First, let's calculate the total energy absorbed by the steak for the 2000 Gy absorbed dose. The relationship between absorbed dose (D), energy (E), and mass (m) is given by: \(D = \frac{E}{m}\) We are given: Absorbed dose (D) = 2000 Gy Mass of steak (m) = 0.30 kg Rearranging the equation for energy (E), we get: \(E = D \times m\) Now plug in the values: \(E = 2000 \ \text{Gy} \times 0.30 \ \text{kg} = 600 \ \text{J}\) So, the steak must absorb 600 J of energy.
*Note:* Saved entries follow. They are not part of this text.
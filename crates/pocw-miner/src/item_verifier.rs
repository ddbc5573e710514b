//! Per-item verification used by the batch worker pool.
//!
//! Distinct from `pocw_verifiers::BatchVerifier`, which validates and
//! submits a whole batch payload synchronously. The pool needs to retry
//! and pace at the granularity of a single item, so that policy is
//! pulled out behind its own port — production wires it to the
//! middleware; tests substitute a deterministic function.

use async_trait::async_trait;
use serde_json::Value;
use shared_types::errors::PocwError;

use pocw_verifiers::BatchVerifier;

#[async_trait]
pub trait ItemVerifier: Send + Sync {
    async fn verify_item(&self, item: &Value) -> Result<bool, PocwError>;
}

/// Calls the middleware's bulk endpoint with a single-item batch.
pub struct MiddlewareItemVerifier {
    batch_verifier: BatchVerifier,
}

impl MiddlewareItemVerifier {
    pub fn new(batch_verifier: BatchVerifier) -> Self {
        Self { batch_verifier }
    }
}

#[async_trait]
impl ItemVerifier for MiddlewareItemVerifier {
    async fn verify_item(&self, item: &Value) -> Result<bool, PocwError> {
        let results = self.batch_verifier.verify_items(std::slice::from_ref(item)).await?;
        Ok(results.first().map(|r| r.verified).unwrap_or(false))
    }
}
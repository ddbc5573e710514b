//! The task store port and its in-memory adapter.
//!
//! The lifecycle engine is the exclusive owner of a `Task`; the batch
//! pool and scheduler hold only a transient reference while processing.
//! Status transitions are guarded by the caller's expected current status
//! so a race between the scheduler and the primary path can't double-fire
//! a verification.

use async_trait::async_trait;
use dashmap::DashMap;
use shared_types::entities::{Task, TaskStatus, TaskType};
use shared_types::errors::PocwError;
use uuid::Uuid;

#[async_trait]
pub trait TaskStore: Send + Sync {
    async fn insert(&self, task: Task) -> Result<(), PocwError>;
    async fn get(&self, id: Uuid) -> Result<Option<Task>, PocwError>;
    async fn replace(&self, task: Task) -> Result<(), PocwError>;

    /// Atomically moves `id` from `expected` to `new_status`, returning
    /// `false` (not an error) if the current status didn't match —
    /// exactly the compare-and-set guard the scheduler/primary-path race
    /// requires.
    async fn transition(
        &self,
        id: Uuid,
        expected: TaskStatus,
        new_status: TaskStatus,
    ) -> Result<bool, PocwError>;

    async fn list_by_status(
        &self,
        task_type: TaskType,
        status: TaskStatus,
        limit: usize,
    ) -> Result<Vec<Task>, PocwError>;
}

/// `DashMap`-backed in-memory store. Lossy on crash, matching the
/// reference design's in-memory-queue non-goal around durability.
#[derive(Default)]
pub struct InMemoryTaskStore {
    tasks: DashMap<Uuid, Task>,
}

impl InMemoryTaskStore {
    pub fn new() -> Self {
        Self {
            tasks: DashMap::new(),
        }
    }
}

#[async_trait]
impl TaskStore for InMemoryTaskStore {
    async fn insert(&self, task: Task) -> Result<(), PocwError> {
        self.tasks.insert(task.id, task);
        Ok(())
    }

    async fn get(&self, id: Uuid) -> Result<Option<Task>, PocwError> {
        Ok(self.tasks.get(&id).map(|entry| entry.clone()))
    }

    async fn replace(&self, task: Task) -> Result<(), PocwError> {
        self.tasks.insert(task.id, task);
        Ok(())
    }

    async fn transition(
        &self,
        id: Uuid,
        expected: TaskStatus,
        new_status: TaskStatus,
    ) -> Result<bool, PocwError> {
        match self.tasks.get_mut(&id) {
            Some(mut entry) if entry.status == expected => {
                entry.status = new_status;
                entry.updated_at = chrono::Utc::now();
                Ok(true)
            }
            Some(_) => Ok(false),
            None => Err(PocwError::Internal(format!("task {id} not found"))),
        }
    }

    async fn list_by_status(
        &self,
        task_type: TaskType,
        status: TaskStatus,
        limit: usize,
    ) -> Result<Vec<Task>, PocwError> {
        Ok(self
            .tasks
            .iter()
            .filter(|entry| entry.task_type == task_type && entry.status == status)
            .take(limit)
            .map(|entry| entry.clone())
            .collect())
    }
}

#[cfg(test)]
mod tests {
    use super::*;
    use serde_json::json;
    use shared_types::clock::VectorClockSnapshot;

    fn sample_task() -> Task {
        Task::new(
            "wallet1".to_string(),
            TaskType::Creation,
            json!({}),
            VectorClockSnapshot::empty(1),
        )
    }

    #[tokio::test]
    async fn transition_guards_on_expected_status() {
        let store = InMemoryTaskStore::new();
        let task = sample_task();
        let id = task.id;
        store.insert(task).await.unwrap();

        assert!(store
            .transition(id, TaskStatus::Submitted, TaskStatus::Processing)
            .await
            .unwrap());

        // Second racer expecting the stale status is refused, not erred.
        assert!(!store
            .transition(id, TaskStatus::Submitted, TaskStatus::Processing)
            .await
            .unwrap());
    }

    #[tokio::test]
    async fn list_by_status_filters_correctly() {
        let store = InMemoryTaskStore::new();
        store.insert(sample_task()).await.unwrap();

        let found = store
            .list_by_status(TaskType::Creation, TaskStatus::Submitted, 10)
            .await
            .unwrap();
        assert_eq!(found.len(), 1);

        let empty = store
            .list_by_status(TaskType::Batch, TaskStatus::Submitted, 10)
            .await
            .unwrap();
        assert!(empty.is_empty());
    }
}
Now, let's find the number of photons required to deliver this amount of energy. We know that each photon has energy 100 keV. First, convert this energy to joules: \(100 \ \text{keV} = 100 \times 10^3 \ \text{eV} = 100 \times 10^3 \times 1.6 \times 10^{-19} \ \text{J} = 1.6 \times 10^{-14} \ \text{J}\) Next, we can find the number of photons (n) needed using the equation: \(n = \frac{E_\text{total}}{E_\text{photon}}\) Where: \(E_\text{total} = 600 \ \text{J}\) (total energy needed) \(E_\text{photon} = 1.6 \times 10^{-14} \ \text{J}\) Plugging in the values: \(n = \frac{600}{1.6 \times 10^{-14}} \approx 3.75 \times 10^{16}\) So, approximately \(3.75 \times 10^{16}\) 100 keV photons must be absorbed by the steak.

Finally, let's calculate the temperature increase caused by the 2000 Gy absorbed dose, assuming the steak has the same specific heat as water. The specific heat of water (c) is \(4.18 \ \text{J} / \text{g} \cdot \text{°C}\). Using the heat formula: \(\Delta Q = m \times c \times \Delta T\) We are given: \(\Delta Q = 600 \ \text{J}\) (energy absorbed) Mass (m) = \(0.30 \ \text{kg} \times 1000 = 300 \ \text{g}\) We need to find the temperature change (\(\Delta T\)): \(\Delta T = \frac{\Delta Q}{m \times c}\) Plugging in the values: \(\Delta T = \frac{600 \ \text{J}}{300 \ \text{g} \times 4.18 \ \text{J/g} \cdot \text{°C}} \approx 0.478 \ \text{°C}\) So, the temperature increase of the steak due to a 2000 Gy absorbed dose is approximately 0.478 °C.